Ama ona (nedense) binemedik. Mevsim itibariyle gelenler sayısı az olduğundan ve
biraz da ümitsizce bir sonraki tekneyi yani teknenin dolmasını bekledik. Zaten
buraya gelene kadar tekerlekli sandalye ile bu tekneye binip, binemeyeceğim
konusunda tereddütlerim vardı. Binemeseydim, gene eşimin izlenimleri ile yetinecektim. Ancak bu kuşkumuz ilk görüşme sonucu ortadan
kalktı.”Hallederiz” dediler. Dediler ama
bakıyorum tekneler pek uygun değil. Bir bildikleri vardır herhalde dedik be
beklemeye başladık. Bu arada bir tekne dikkatimi çekti. İçinde Atatürk resmi olan
bir tekne. Çok hoşuma gitti.
Biz ise teknenin dolmasını dua ederek bekledik, hatta
bir ara ümidimizi bile kaybettik.
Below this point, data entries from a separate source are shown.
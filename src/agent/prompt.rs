//! Fixed prompt text sent alongside every user question.

/// Appended to each question so answers stay grounded in retrieved data.
pub const INSTRUCTION_SUFFIX: &str = r#"
Please give a concise, high-level summary followed by detail in
plain language about where the information in your response is
coming from in the database. Only use information that you learn
from BigQuery, do not make up information.
"#;

/// Questions shown when an interactive session starts.
pub const SAMPLE_PROMPTS: &[&str] = &[
    "What kind of information is in this database?",
    "What tables are available in the dataset?",
    "Can you show me the schema of table X?",
    "What are the main metrics related to X?",
    "Analyze the trends in metric Y over the past month",
    "What insights can you derive from the engagement metrics?",
    "How do metrics A and B correlate with each other?",
];

/// The question as sent to the model.
pub fn with_instructions(question: &str) -> String {
    let mut prompt = String::with_capacity(question.len() + INSTRUCTION_SUFFIX.len());
    prompt.push_str(question.trim_end());
    prompt.push('\n');
    prompt.push_str(INSTRUCTION_SUFFIX);
    prompt
}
Biraz zaman geçti, biz Fırat nehri boyunca
bir yandan geziyor bir yandan da araç gelsin diye dua ediyoruz Neyse 1-2
gelenler oldu da tekne gezimiz gerçekleşti. En az 15 kişi olması gerekiyormuş.
Daha önce
tekneye binenleri de indirip bizi yeni tekneye götürdüler. Götürdükleri tekne
yukarıda bahsettiğim tekne olması güzel bir rastlandı oldu. Burada tanıştık
Mehmet Kaptanla. Gencecik bir insan. Yukarıya çıkmak mümkün olmadığından bütün
gezi boyunca kendisi ile sohbet ettik.
Konusuna vakıf, güler yüzlü ve
Tam bir Atatürk fanatiği.
Zaman, zaman Kinayeli bir şekilde bize ve tüm yolcularına bölgeyi
anlattı. Bölgede böyle insanların olması bölge için ve Ülkemizin için büyük bir
şans. Kendisine ve tüm çalışanlara teşekkürler.
Son olarak şunu da belirteyim ki, beni bindirmek için bu kadar
gayret ettiler ve ücret bile almadılar. Tekne gezisi için Engellilerden ücret
almıyorlar.
BİRECİK
Halfeti dönüşü Uçak için vaktimiz olduğundan ve daha önemlisi Haş
haş kebabı yemek niyeti ile Birecik’e uğradık. Yediğimiz içtiğimiz bizde kalsın.
(ama sizde mutlaka yiyin-Mehmet Kaptanın tavsiyesine uyarak Sefa Kebap
salonunda yedik. Tavsiye ederim. ) Bu arada
Birecik demişken Kelaynak kuşlarını anmamak olmaz. Fırat nehri kıyısında
kelaynak üreme çiftliği bulunmakta.Zira bu kuşların soyu maalesef tükenmekte.
Birecik’te meşhur köprüsünü
seyrederek ve (Birecik Köprüsü, yapıldığı tarih itibariyle. Türkiye'nin
en uzun betonarme karayolu köprüsüdür.Yapım
1951-1956), Fırat Nehri boyunca bir
yürüyüş yaparak buradan ayrıldık.
Üç günlük gezimizde bu kadar yer gezebildik. Tabi güzel şeylerde
yedik ve alışveriş yaptık. Urfa’da gidemediğimiz, göremediğimiz bir birçok yer
ve eser kaldı. Ama sizlere tavsiye edeceğim ve gezerken fazla zorlanmayacağınız,
her an yardıma hazır insanların olduğu bir şehir.